Expensively Quadratic: The LLM Agent Cost Curve

(blog.exe.dev)

62 points | by luu 3 days ago ago

29 comments

  • stuxf 6 hours ago

    > Some coding agents (Shelley included!) refuse to return a large tool output back to the agent after some threshold. This is a mistake: it's going to read the whole file, and it may as well do it in one call rather than five.

    disagree with this: IMO the primary reason that these still need to exist is for when the agent messes up (e.g reads a file that is too large like a bundle file), or when you run a grep command in a large codebase and end up hitting way too many files, overloading context.

    Otherwise lots of interesting stuff in this article! Having a precise calculator was very useful for the idea of how many things we should be putting into an agent loop to get a cost optimum (and not just a performance optimum) for our tasks, which is something that's been pretty underserved.

    • tekacs 4 hours ago

      I think that's reasonable, but then they should have the ability for the agent to, on the next call, override it.
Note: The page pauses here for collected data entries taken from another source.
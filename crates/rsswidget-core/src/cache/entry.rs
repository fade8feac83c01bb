use std::sync::Arc;
use std::time::Duration;

use tokio::time::Instant;

use crate::feed::Entry;

/// Outcome of a resolve, handed to every caller waiting on the same key
#[derive(Debug, Clone, Default, PartialEq, Eq)]
pub struct FeedResult {
    pub entries: Arc<Vec<Entry>>,
    pub failed: bool,
}

impl FeedResult {
    pub fn success(entries: Vec<Entry>) -> Self {
        Self {
            entries: Arc::new(entries),
            failed: false,
        }
    }

    pub fn failure() -> Self {
        Self {
            entries: Arc::new(Vec::new()),
            failed: true,
        }
    }
}

/// A stored fetch outcome. Replaced wholesale on refresh, never edited.
#[derive(Debug, Clone)]
pub struct CacheEntry {
    entries: Arc<Vec<Entry>>,
    failed: bool,
    fetched_at: Instant,
}

impl CacheEntry {
    pub fn new(result: &FeedResult, fetched_at: Instant) -> Self {
        Self {
            entries: result.entries.clone(),
            failed: result.failed,
            fetched_at,
        }
    }

    pub fn failed(&self) -> bool {
        self.failed
    }

    pub fn fetched_at(&self) -> Instant {
        self.fetched_at
    }

    /// Whether the entry is still inside its TTL window at `now`
    pub fn is_fresh(&self, now: Instant, ttl: Duration) -> bool {
        now.saturating_duration_since(self.fetched_at) < ttl
    }

    pub fn result(&self) -> FeedResult {
        FeedResult {
            entries: self.entries.clone(),
            failed: self.failed,
        }
    }
}
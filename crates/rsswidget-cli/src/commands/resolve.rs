use anyhow::Result;

use rsswidget_core::{AppConfig, WidgetClient};

use super::print_entries;

pub async fn run(config: &AppConfig, feed: &str, limit: &str) -> Result<()> {
    let client = WidgetClient::new(config.socket_path());
    let response = client.resolve(feed, limit).await?;

    println!("Feed: {}\n", response.feed);
    if response.failed {
        println!("Feed could not be fetched.");
    } else if response.entries.is_empty() {
        println!("No entries.");
    } else {
        print_entries(&response.entries);
    }

    Ok(())
}
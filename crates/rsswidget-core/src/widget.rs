//! The feed widget as seen by a page renderer.
//!
//! During page render the widget only consumes the cache when it already knows
//! the feed; a cold feed is flagged for the browser to fetch separately so the
//! page itself never waits on a remote server.

use std::sync::Arc;

use crate::cache::{normalize_feed_url, parse_limit, FeedCache, FeedResult, FetchKey};
use crate::feed::Entry;

/// A widget instance: its settings plus the result fields filled in on load
#[derive(Debug, Clone, Default, PartialEq)]
pub struct FeedItem {
    pub feed: String,
    pub limit: Option<i64>,
    pub entries: Arc<Vec<Entry>>,
    pub failed: bool,
    /// Set when the renderer should leave the feed to a follow-up request
    pub ajax: bool,
}

impl FeedItem {
    /// Build an item from raw widget settings, applying the scheme default and
    /// lenient limit parsing
    pub fn sanitize(feed: &str, limit: &str) -> Self {
        Self {
            feed: normalize_feed_url(feed),
            limit: parse_limit(limit),
            ..Default::default()
        }
    }

    pub fn key(&self) -> FetchKey {
        FetchKey::new(&self.feed, self.limit)
    }

    fn apply(&mut self, result: FeedResult) {
        self.entries = result.entries;
        self.failed = result.failed;
    }
}

/// Resolve the item through the cache and populate its result fields
pub async fn fill(cache: &FeedCache, item: &mut FeedItem) {
    let result = cache.resolve(item.key()).wait().await;
    item.apply(result);
}

/// Page-render loader: fill inline if the cache knows this feed, otherwise
/// mark the item for a deferred fetch and return at once
pub async fn load(cache: &FeedCache, item: &mut FeedItem) {
    if cache.contains(&item.key()) {
        fill(cache, item).await;
    } else {
        tracing::debug!("Deferring uncached feed {} to a follow-up request", item.feed);
        item.ajax = true;
    }
}
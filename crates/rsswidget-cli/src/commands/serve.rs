use std::sync::Arc;

use anyhow::Result;
use tokio::sync::watch;
use tracing::info;

use rsswidget_core::{feed::FeedFetcher, AppConfig, FeedCache, WidgetServer};

pub async fn run(config: &AppConfig) -> Result<()> {
    let fetcher = Arc::new(FeedFetcher::new(&config.fetch)?);
    let cache = FeedCache::new(fetcher, &config.cache);
    let server = WidgetServer::new(cache, config.socket_path())
        .with_purge_interval(config.cache.purge_interval_secs);

    // Create shutdown channel
    let (shutdown_tx, shutdown_rx) = watch::channel(false);

    tokio::spawn(async move {
        tokio::signal::ctrl_c().await.ok();
        info!("Received shutdown signal");
        let _ = shutdown_tx.send(true);
    });

    println!(
        "Widget server started on {} (TTL {} ms). Press Ctrl+C to stop.",
        config.socket_path().display(),
        config.cache.ttl_ms
    );

    server.run(shutdown_rx).await?;

    println!("Widget server stopped.");
    Ok(())
}
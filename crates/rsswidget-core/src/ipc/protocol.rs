//! Request/response format for the widget server
//!
//! One JSON object per line in each direction, JSON-RPC style.

use serde::{Deserialize, Serialize};
use uuid::Uuid;

use crate::cache::CacheStats;
use crate::feed::Entry;

#[derive(Debug, Clone, Serialize, Deserialize)]
pub struct Request {
    pub id: Uuid,
    pub method: String,
    #[serde(default)]
    pub params: serde_json::Value,
}

impl Request {
    pub fn new(method: impl Into<String>) -> Self {
        Self {
            id: Uuid::new_v4(),
            method: method.into(),
            params: serde_json::Value::Null,
        }
    }

    pub fn with_params(mut self, params: serde_json::Value) -> Self {
        self.params = params;
        self
    }
}

#[derive(Debug, Clone, Serialize, Deserialize)]
pub struct Response {
    pub id: Uuid,
    #[serde(skip_serializing_if = "Option::is_none")]
    pub result: Option<serde_json::Value>,
    #[serde(skip_serializing_if = "Option::is_none")]
    pub error: Option<RpcError>,
}

impl Response {
    pub fn success(id: Uuid, result: serde_json::Value) -> Self {
        Self {
            id,
            result: Some(result),
            error: None,
        }
    }

    pub fn error(id: Uuid, code: i32, message: impl Into<String>) -> Self {
        Self {
            id,
            result: None,
            error: Some(RpcError {
                code,
                message: message.into(),
            }),
        }
    }
}

#[derive(Debug, Clone, Serialize, Deserialize)]
pub struct RpcError {
    pub code: i32,
    pub message: String,
}

// Error codes
pub const ERR_PARSE: i32 = -32700;
pub const ERR_METHOD_NOT_FOUND: i32 = -32601;
pub const ERR_INVALID_PARAMS: i32 = -32602;
pub const ERR_INTERNAL: i32 = -32603;

pub mod methods {
    pub const PING: &str = "ping";
    pub const STATUS: &str = "status";
    pub const FEED_RESOLVE: &str = "feed.resolve";
}

/// Widget settings as submitted. `limit` may be a number, a numeric string, or absent.
#[derive(Debug, Clone, Serialize, Deserialize)]
pub struct FeedResolveParams {
    pub feed: String,
    #[serde(default)]
    pub limit: serde_json::Value,
}

impl FeedResolveParams {
    /// Interpret `limit` the same way widget settings are sanitized
    pub fn limit_text(&self) -> String {
        match &self.limit {
            serde_json::Value::String(s) => s.clone(),
            serde_json::Value::Number(n) => n.to_string(),
            _ => String::new(),
        }
    }
}

#[derive(Debug, Clone, Serialize, Deserialize)]
pub struct FeedResolveResponse {
    pub feed: String,
    pub limit: Option<i64>,
    pub entries: Vec<Entry>,
    pub failed: bool,
}

#[derive(Debug, Clone, Serialize, Deserialize)]
pub struct StatusResponse {
    pub uptime_secs: u64,
    pub cache: CacheStats,
}
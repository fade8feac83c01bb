use chrono::{DateTime, Utc};
use feed_rs::parser;

use super::models::RawArticle;
use crate::{Error, Result};

/// Parse RSS/Atom/JSON feed content into articles, in document order
pub fn parse_feed(content: &[u8]) -> Result<Vec<RawArticle>> {
    let feed = parser::parse(content)
        .map_err(|e| Error::FeedParse(e.to_string()))?;

    let articles = feed.entries.into_iter().map(|entry| {
        let title = entry.title.map(|t| t.content);

        // RSS <description> lands in summary; Atom-only feeds may carry just content
        let description = entry.summary
            .map(|s| s.content)
            .or_else(|| entry.content.and_then(|c| c.body));

        let pub_date = entry.published
            .or(entry.updated)
            .map(|dt| DateTime::<Utc>::from(dt));

        let link = entry.links.first().map(|l| l.href.clone());

        RawArticle {
            title,
            description,
            pub_date,
            link,
        }
    }).collect();

    Ok(articles)
}
use anyhow::Result;
use clap::{Parser, Subcommand};
use tracing_subscriber::{layer::SubscriberExt, util::SubscriberInitExt};

use rsswidget_core::AppConfig;

mod commands;

#[derive(Parser)]
#[command(name = "rsswidget")]
#[command(author, version, about = "Cached, coalesced RSS feeds for page widgets")]
struct Cli {
    #[command(subcommand)]
    command: Commands,
}

#[derive(Subcommand)]
enum Commands {
    /// Fetch a feed once through a local cache and print its entries
    Fetch {
        /// Feed URL (http:// is assumed when no scheme is given)
        feed: String,
        /// Maximum number of entries
        #[arg(short = 'l', long, default_value = "5")]
        limit: String,
        /// Resolve the same feed this many times concurrently
        #[arg(short = 'c', long, default_value_t = 1)]
        concurrency: usize,
    },
    /// Run the widget server until interrupted
    Serve,
    /// Ask the running widget server for a feed
    Resolve {
        /// Feed URL (http:// is assumed when no scheme is given)
        feed: String,
        /// Maximum number of entries
        #[arg(short = 'l', long, default_value = "5")]
        limit: String,
    },
    /// Show widget server status
    Status,
}

#[tokio::main]
async fn main() -> Result<()> {
    let cli = Cli::parse();

    // Load configuration
    let config = AppConfig::load()?;

    // Initialize logging
    tracing_subscriber::registry()
        .with(tracing_subscriber::EnvFilter::new(
            std::env::var("RUST_LOG").unwrap_or_else(|_| config.general.log_level.clone()),
        ))
        .with(tracing_subscriber::fmt::layer().with_target(false))
        .init();

    match cli.command {
        Commands::Fetch { feed, limit, concurrency } => {
            commands::fetch::run(&config, &feed, &limit, concurrency).await
        }
        Commands::Serve => commands::serve::run(&config).await,
        Commands::Resolve { feed, limit } => commands::resolve::run(&config, &feed, &limit).await,
        Commands::Status => commands::status::run(&config).await,
    }
}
Even if it requires the agent to have read the file once or something.

      In the absence of that you end up with what several of the harnesses ended up doing, where an agent will use a million tool calls to very slowly read a file in like 200 line chunks. I think they _might_ have fixed it now (or agent-fixes, my agent harness might be fixing it), but Codex used to do this and it made it unbelievably slow.

  • the_harpia_io 3 hours ago

    the quadratic curve makes sense but honestly what kills us more is the review cost - AI generates code fast but then you're stuck reading every line because it might've missed some edge case or broken something three layers deep. we burn more time auditing AI output than we save on writing it, and that compounds. the API costs are predictable at least

    • netdevphoenix 2 hours ago

      > AI generates code fast but then you're stuck reading every line because it might've missed some edge case or broken something three layers deep

      I will imagine that in the future this will be tackled with a heavy driven approach and tight regulation of what the agent can and cannot touch. So frequent small PRs over big ones. Limit folder access to only those that need changing. Let it build the project. If it doesn't build, no PR submissions allowed. If a single test fails, no PR submissions allowed. And the tests will likely be the first if not the main focus in LLM PRs.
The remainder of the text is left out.